[Saved data entries]
----

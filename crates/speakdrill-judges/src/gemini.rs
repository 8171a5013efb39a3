//! Google Gemini judge implementation.

use async_trait::async_trait;
use base64::Engine as _;
use serde::{Deserialize, Serialize};
use tracing::instrument;

use speakdrill_core::traits::{
    parse_verdict, parse_word_list, related_words_prompt, AudioClip, HintRequest, Judge,
    JudgeRequest, ModelInfo, Verdict, JUDGE_SYSTEM_PROMPT,
};

use crate::http::{check_status, client, parse_error, send_error};

const DEFAULT_BASE_URL: &str = "https://generativelanguage.googleapis.com";

/// Judge backed by the Gemini `generateContent` API.
pub struct GeminiJudge {
    api_key: String,
    base_url: String,
    client: reqwest::Client,
}

impl GeminiJudge {
    pub fn new(api_key: &str, base_url: Option<String>) -> Self {
        Self {
            api_key: api_key.to_string(),
            base_url: base_url.unwrap_or_else(|| DEFAULT_BASE_URL.to_string()),
            client: client(),
        }
    }

    async fn generate(
        &self,
        model: &str,
        temperature: Option<f64>,
        system: Option<&str>,
        parts: Vec<Part>,
        json_reply: bool,
    ) -> anyhow::Result<String> {
        let body = GenerateContentRequest {
            system_instruction: system.map(|text| Content {
                role: None,
                parts: vec![Part::Text {
                    text: text.to_string(),
                }],
            }),
            contents: vec![Content {
                role: Some("user".to_string()),
                parts,
            }],
            generation_config: GenerationConfig {
                temperature,
                response_mime_type: json_reply.then(|| "application/json".to_string()),
            },
        };

        let response = self
            .client
            .post(format!(
                "{}/v1beta/models/{}:generateContent",
                self.base_url, model
            ))
            .header("x-goog-api-key", &self.api_key)
            .header("content-type", "application/json")
            .json(&body)
            .send()
            .await
            .map_err(send_error)?;

        let response = check_status(response, model).await?;
        let api_response: GenerateContentResponse = response.json().await.map_err(parse_error)?;

        let text = api_response
            .candidates
            .into_iter()
            .next()
            .map(|c| {
                c.content
                    .parts
                    .into_iter()
                    .filter_map(|p| p.text)
                    .collect::<Vec<_>>()
                    .join("")
            })
            .unwrap_or_default();
        Ok(text)
    }
}

#[derive(Serialize)]
#[serde(rename_all = "camelCase")]
struct GenerateContentRequest {
    #[serde(skip_serializing_if = "Option::is_none")]
    system_instruction: Option<Content>,
    contents: Vec<Content>,
    generation_config: GenerationConfig,
}

#[derive(Serialize)]
struct Content {
    #[serde(skip_serializing_if = "Option::is_none")]
    role: Option<String>,
    parts: Vec<Part>,
}

#[derive(Serialize)]
#[serde(untagged)]
enum Part {
    Text {
        text: String,
    },
    InlineData {
        #[serde(rename = "inlineData")]
        inline_data: InlineData,
    },
}

impl Part {
    fn audio(clip: &AudioClip) -> Self {
        Part::InlineData {
            inline_data: InlineData {
                mime_type: clip.mime_type.clone(),
                data: base64::engine::general_purpose::STANDARD.encode(&clip.bytes),
            },
        }
    }
}

#[derive(Serialize)]
#[serde(rename_all = "camelCase")]
struct InlineData {
    mime_type: String,
    data: String,
}

#[derive(Serialize)]
#[serde(rename_all = "camelCase")]
struct GenerationConfig {
    #[serde(skip_serializing_if = "Option::is_none")]
    temperature: Option<f64>,
    #[serde(skip_serializing_if = "Option::is_none")]
    response_mime_type: Option<String>,
}

#[derive(Deserialize)]
struct GenerateContentResponse {
    #[serde(default)]
    candidates: Vec<Candidate>,
}

#[derive(Deserialize)]
struct Candidate {
    content: CandidateContent,
}

#[derive(Deserialize)]
struct CandidateContent {
    #[serde(default)]
    parts: Vec<CandidatePart>,
}

#[derive(Deserialize)]
struct CandidatePart {
    #[serde(default)]
    text: Option<String>,
}

#[async_trait]
impl Judge for GeminiJudge {
    fn name(&self) -> &str {
        "gemini"
    }

    #[instrument(skip(self, request), fields(model = %request.model, skill = %request.rubric.skill()))]
    async fn evaluate(&self, request: &JudgeRequest) -> anyhow::Result<Verdict> {
        let parts = vec![
            Part::audio(&request.audio),
            Part::Text {
                text: request.rubric.prompt(),
            },
        ];
        let text = self
            .generate(
                &request.model,
                Some(request.temperature),
                Some(JUDGE_SYSTEM_PROMPT),
                parts,
                true,
            )
            .await?;
        Ok(parse_verdict(&text, request.rubric.skill())?)
    }

    #[instrument(skip(self, request), fields(model = %request.model, word = %request.word))]
    async fn hint(&self, request: &HintRequest) -> anyhow::Result<String> {
        let parts = vec![Part::Text {
            text: request.prompt(),
        }];
        let text = self
            .generate(&request.model, None, None, parts, false)
            .await?;
        Ok(text.trim().to_string())
    }

    #[instrument(skip(self))]
    async fn related_words(&self, model: &str, word: &str) -> anyhow::Result<Vec<String>> {
        let parts = vec![Part::Text {
            text: related_words_prompt(word),
        }];
        let text = self.generate(model, None, None, parts, false).await?;
        Ok(parse_word_list(&text))
    }

    fn available_models(&self) -> Vec<ModelInfo> {
        vec![
            ModelInfo {
                id: "gemini-2.5-flash-lite".into(),
                name: "Gemini 2.5 Flash-Lite".into(),
                provider: "gemini".into(),
                max_context: 1_048_576,
                cost_per_1k_input: 0.0003,
                cost_per_1k_output: 0.0004,
            },
            ModelInfo {
                id: "gemini-2.5-flash".into(),
                name: "Gemini 2.5 Flash".into(),
                provider: "gemini".into(),
                max_context: 1_048_576,
                cost_per_1k_input: 0.001,
                cost_per_1k_output: 0.0025,
            },
            ModelInfo {
                id: "gemini-2.5-pro".into(),
                name: "Gemini 2.5 Pro".into(),
                provider: "gemini".into(),
                max_context: 1_048_576,
                cost_per_1k_input: 0.00125,
                cost_per_1k_output: 0.01,
            },
        ]
    }
}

----

> _Aim of the task_: Above are records; say how many of their lines contain the word "application", giving only the number.

> _Task output_: 2